IES VE licensing at Hoare Lea was projected past £100K/year and climbing. I’m co-developing a fully parametric TM59 and Part O workflow on EDSL TAS and SAM, currently in partial production use, with the cloud and data-lake layers still in build.

THE COST PROBLEM
IES VE renewal at Hoare Lea was on track to exceed £100K/year. The sustainability team needed an alternative with comparable accuracy, no per-seat lock-in, and a clear migration path. TAS is a validated (paid) building performance engine; SAM is an open-source Rhino/Grasshopper interface to it, built at Hoare Lea with the code public on GitHub. Together they are a credible replacement, but only if the workflow is fast, fully parametric, and trusted by lead engineers.
I work directly with the SAM and EDSL TAS developers to build that workflow end to end.
APPROACH
Parametric pipeline from Revit/CAD/PDF geometry through to compliance outputs. Architectural geometry is cleaned and attributed in Rhino and Grasshopper. Mechanical and natural ventilation, trim cooling, full construction profiles, U-values, G-values, and frame factors attach as Grasshopper-managed metadata. Simulation runs through TAS.
This unlocks hundreds of design variants per scheme at early and intermediate stages, enabling design optimisation that is not available to teams running IES VE manually.
STATUS
Shipped (in partial production use):
- Parametric geometry handling from Revit/CAD/PDF inputs.

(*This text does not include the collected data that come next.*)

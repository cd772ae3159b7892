use std::sync::{Arc, Mutex, MutexGuard, Weak};

use tokio::sync::mpsc;

use crate::connection::ConnectionInner;
use crate::engine::{EngineHandle, StatementId, StatementInfo};
use crate::error::SqlSchedulerError;
use crate::queue::{LaneId, OperationKind, Pending};
use crate::results::{CustomDbRow, ResultSet, RowMap, RunResult};
use crate::types::Params;

/// Where a statement is in its lifecycle, as of the last completed operation.
#[derive(Debug, Clone, Copy, PartialEq, Eq)]
pub enum StatementPhase {
    Created,
    Bound,
    Stepped,
    Reset,
    Finalized,
}

enum Compiled {
    Preparing,
    Ready(StatementInfo),
    Failed(SqlSchedulerError),
    Released,
}

struct StatementState {
    compiled: Compiled,
    phase: StatementPhase,
    finalize_requested: bool,
}

struct StatementInner {
    conn: Weak<ConnectionInner>,
    sql: Arc<String>,
    lane: LaneId,
    state: Mutex<StatementState>,
}

impl StatementInner {
    fn lock(&self) -> MutexGuard<'_, StatementState> {
        self.state
            .lock()
            .unwrap_or_else(std::sync::PoisonError::into_inner)
    }

    fn compiled_id(&self) -> Result<StatementId, SqlSchedulerError> {
        match &self.lock().compiled {
            Compiled::Ready(info) => Ok(info.id),
            Compiled::Failed(err) => Err(err.clone()),
            Compiled::Released => Err(already_finalized()),
            Compiled::Preparing => Err(SqlSchedulerError::misuse("Statement is not prepared")),
        }
    }

    fn set_phase(&self, phase: StatementPhase) {
        self.lock().phase = phase;
    }
}

/// A prepared statement bound to its connection's queue.
///
/// Operations on one statement run in the order they were called under either scheduling
/// policy. Every method submits immediately; the returned [`Pending`] only observes the result.
#[derive(Clone)]
pub struct Statement {
    inner: Arc<StatementInner>,
}

impl std::fmt::Debug for Statement {
    fn fmt(&self, f: &mut std::fmt::Formatter<'_>) -> std::fmt::Result {
        f.debug_struct("Statement")
            .field("sql", &self.inner.sql)
            .field("phase", &self.phase())
            .finish_non_exhaustive()
    }
}

impl Statement {
    /// Create a statement on `conn` and queue its preparation.
    ///
    /// With `surface_errors` unset the prepare outcome is only recorded; later operations on the
    /// statement report it. Ad hoc `Connection::run`-style calls use that so a bad SQL text is
    /// reported once, by the call the user awaits.
    pub(crate) fn prepare(
        conn: &Arc<ConnectionInner>,
        sql: String,
        surface_errors: bool,
    ) -> (Self, Pending<Statement>) {
        let stmt = Self {
            inner: Arc::new(StatementInner {
                conn: Arc::downgrade(conn),
                sql: Arc::new(sql),
                lane: conn.allocate_lane(),
                state: Mutex::new(StatementState {
                    compiled: Compiled::Preparing,
                    phase: StatementPhase::Created,
                    finalize_requested: false,
                }),
            }),
        };
        let handle = stmt.clone();
        let pending = conn.submit(OperationKind::Prepare, Some(stmt.inner.lane), move |engine| {
            async move {
                let outcome = engine.prepare(Arc::clone(&handle.inner.sql)).await;
                let mut state = handle.inner.lock();
                match outcome {
                    Ok(info) => {
                        state.compiled = Compiled::Ready(info);
                        drop(state);
                        Ok(handle)
                    }
                    Err(err) => {
                        state.compiled = Compiled::Failed(err.clone());
                        drop(state);
                        if surface_errors { Err(err) } else { Ok(handle) }
                    }
                }
            }
        });
        (stmt, pending)
    }

    #[must_use]
    pub fn sql(&self) -> &str {
        &self.inner.sql
    }

    #[must_use]
    pub fn phase(&self) -> StatementPhase {
        self.inner.lock().phase
    }

    #[must_use]
    pub fn is_finalized(&self) -> bool {
        self.inner.lock().finalize_requested
    }

    /// Number of parameter slots, once prepared.
    #[must_use]
    pub fn parameter_count(&self) -> Option<usize> {
        match &self.inner.lock().compiled {
            Compiled::Ready(info) => Some(info.parameter_count),
            _ => None,
        }
    }

    /// Result column names, once prepared.
    #[must_use]
    pub fn column_names(&self) -> Option<Vec<String>> {
        match &self.inner.lock().compiled {
            Compiled::Ready(info) => Some(info.column_names.clone()),
            _ => None,
        }
    }

    fn submit<T, F, Fut>(&self, kind: OperationKind, work: F) -> Pending<T>
    where
        T: Send + 'static,
        F: FnOnce(Arc<dyn EngineHandle>, StatementId) -> Fut + Send + 'static,
        Fut: std::future::Future<Output = Result<T, SqlSchedulerError>> + Send + 'static,
    {
        if self.inner.lock().finalize_requested {
            return Pending::failed(already_finalized());
        }
        let Some(conn) = self.inner.conn.upgrade() else {
            return Pending::failed(SqlSchedulerError::misuse("Database is closed"));
        };
        let inner = Arc::clone(&self.inner);
        conn.submit(kind, Some(self.inner.lane), move |engine| async move {
            let id = inner.compiled_id()?;
            work(engine, id).await
        })
    }

    /// Replace the bindings; earlier values are cleared first.
    pub fn bind(&self, params: impl Into<Params>) -> Pending<Statement> {
        let params = params.into();
        let stmt = self.clone();
        self.submit(OperationKind::Bind, move |engine, id| async move {
            engine.bind(id, params).await?;
            stmt.inner.set_phase(StatementPhase::Bound);
            Ok(stmt)
        })
    }

    /// Rewind so the statement can run again with its current bindings.
    pub fn reset(&self) -> Pending<Statement> {
        let stmt = self.clone();
        self.submit(OperationKind::Reset, move |engine, id| async move {
            engine.reset(id).await?;
            stmt.inner.set_phase(StatementPhase::Reset);
            Ok(stmt)
        })
    }

    /// Execute to completion, reporting the last inserted rowid and the change count.
    pub fn run(&self, params: impl Into<Params>) -> Pending<RunResult> {
        let params = params.into();
        let inner = Arc::clone(&self.inner);
        self.submit(OperationKind::Run, move |engine, id| async move {
            let result = engine.run(id, params).await?;
            inner.set_phase(StatementPhase::Stepped);
            Ok(result)
        })
    }

    /// Next row of the statement's cursor: successive calls walk the result, then resolve to
    /// `None` until [`reset`](Self::reset) or new parameters rewind it.
    pub fn get(&self, params: impl Into<Params>) -> Pending<Option<CustomDbRow>> {
        let params = params.into();
        let inner = Arc::clone(&self.inner);
        self.submit(OperationKind::Get, move |engine, id| async move {
            let row = engine.get(id, params).await?;
            inner.set_phase(StatementPhase::Stepped);
            Ok(row)
        })
    }

    pub fn all(&self, params: impl Into<Params>) -> Pending<ResultSet> {
        let params = params.into();
        let inner = Arc::clone(&self.inner);
        self.submit(OperationKind::All, move |engine, id| async move {
            let rows = engine.all(id, params).await?;
            inner.set_phase(StatementPhase::Stepped);
            Ok(rows)
        })
    }

    /// Every row keyed by its first column, as [`ResultSet::into_map`] builds it.
    pub fn map(&self, params: impl Into<Params>) -> Pending<RowMap> {
        let params = params.into();
        let inner = Arc::clone(&self.inner);
        self.submit(OperationKind::All, move |engine, id| async move {
            let rows = engine.all(id, params).await?;
            inner.set_phase(StatementPhase::Stepped);
            Ok(rows.into_map())
        })
    }

    /// Call `on_row` for every row as it is produced; resolves to the row count.
    pub fn each<F>(&self, params: impl Into<Params>, on_row: F) -> Pending<usize>
    where
        F: FnMut(CustomDbRow) + Send + 'static,
    {
        let params = params.into();
        let inner = Arc::clone(&self.inner);
        self.submit(OperationKind::Each, move |engine, id| async move {
            let count = stream_rows(engine.as_ref(), id, params, on_row).await?;
            inner.set_phase(StatementPhase::Stepped);
            Ok(count)
        })
    }

    /// Release the engine statement after everything already queued on it.
    ///
    /// Calling it again is a no-op; any other method fails once it has been called.
    pub fn finalize(&self) -> Pending<()> {
        {
            let mut state = self.inner.lock();
            if state.finalize_requested {
                return Pending::ready(Ok(()));
            }
            state.finalize_requested = true;
        }
        let Some(conn) = self.inner.conn.upgrade() else {
            self.inner.set_phase(StatementPhase::Finalized);
            return Pending::ready(Ok(()));
        };
        let inner = Arc::clone(&self.inner);
        let submitted = conn.try_submit(
            OperationKind::Finalize,
            Some(self.inner.lane),
            move |engine| async move {
                let compiled = std::mem::replace(&mut inner.lock().compiled, Compiled::Released);
                let outcome = match compiled {
                    Compiled::Ready(info) => engine.finalize(info.id).await,
                    Compiled::Preparing | Compiled::Failed(_) | Compiled::Released => Ok(()),
                };
                inner.set_phase(StatementPhase::Finalized);
                outcome
            },
        );
        submitted.unwrap_or_else(|err| {
            // Not queued; leave the statement usable so finalize can be retried.
            self.inner.lock().finalize_requested = false;
            Pending::failed(err)
        })
    }
}

async fn stream_rows<F>(
    engine: &dyn EngineHandle,
    id: StatementId,
    params: Params,
    mut on_row: F,
) -> Result<usize, SqlSchedulerError>
where
    F: FnMut(CustomDbRow) + Send,
{
    let (tx, mut rx) = mpsc::unbounded_channel();
    let deliver = async {
        while let Some(row) = rx.recv().await {
            on_row(row);
        }
    };
    let (count, ()) = tokio::join!(engine.each(id, params, tx), deliver);
    count
}

fn already_finalized() -> SqlSchedulerError {
    SqlSchedulerError::misuse("Statement is already finalized")
}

- Metadata attribution for ventilation, cooling, construction.
- End-to-end TAS run for typical multi-level apartment schemes.
- In use on live consultancy work, with lead engineers reviewing outputs.
Validated:
- TAS outputs match IES VE within compliance tolerance on a set of calibration apartment schemes.
- Lead engineers review every output on live work as a backstop.
WIP:
- Azure Windows Server VMs with GPU passthrough for headless TAS (non-trivial, not yet deployed).
- Company-wide data lake for simulation storage (QA, audit, future ML training).
Projected:
- £100K+/year IES VE licensing retired as the workflow matures. Avoiding even three additional IES VE seats would on its own justify the build. Full migration depends on the cloud deployment landing and lead-engineer sign-off.
CHALLENGES
- Geometry: Revit, CAD, and PDF inputs vary wildly. Robust cleaning and attribution in Grasshopper.
- Feature parity with IES VE: mechanical ventilation, trim cooling, natural ventilation, full construction profiles, all required before architects trust the switch.
- Validation: every live-project output is reviewed against IES VE.
- Cloud deployment: headless TAS on Azure with GPU acceleration is operationally fiddly.
WORKFLOW
- Geometry import and cleaning from Revit, CAD, PDF in Rhino/Grasshopper.
- Attribute attachment: building parameters managed in the Grasshopper graph.
- Parametric TAS simulation with full Part O / TM59 feature set.
- Advanced features: mechanical/natural ventilation, trim cooling, full construction.
- Parametric exploration: hundreds of variants per scheme.
- Post-processing: automated compliance reports and visualisations.
- (WIP) SAM/TAS on Azure Windows Server VM with GPU acceleration.
- (WIP) Company-wide data lake for simulation storage.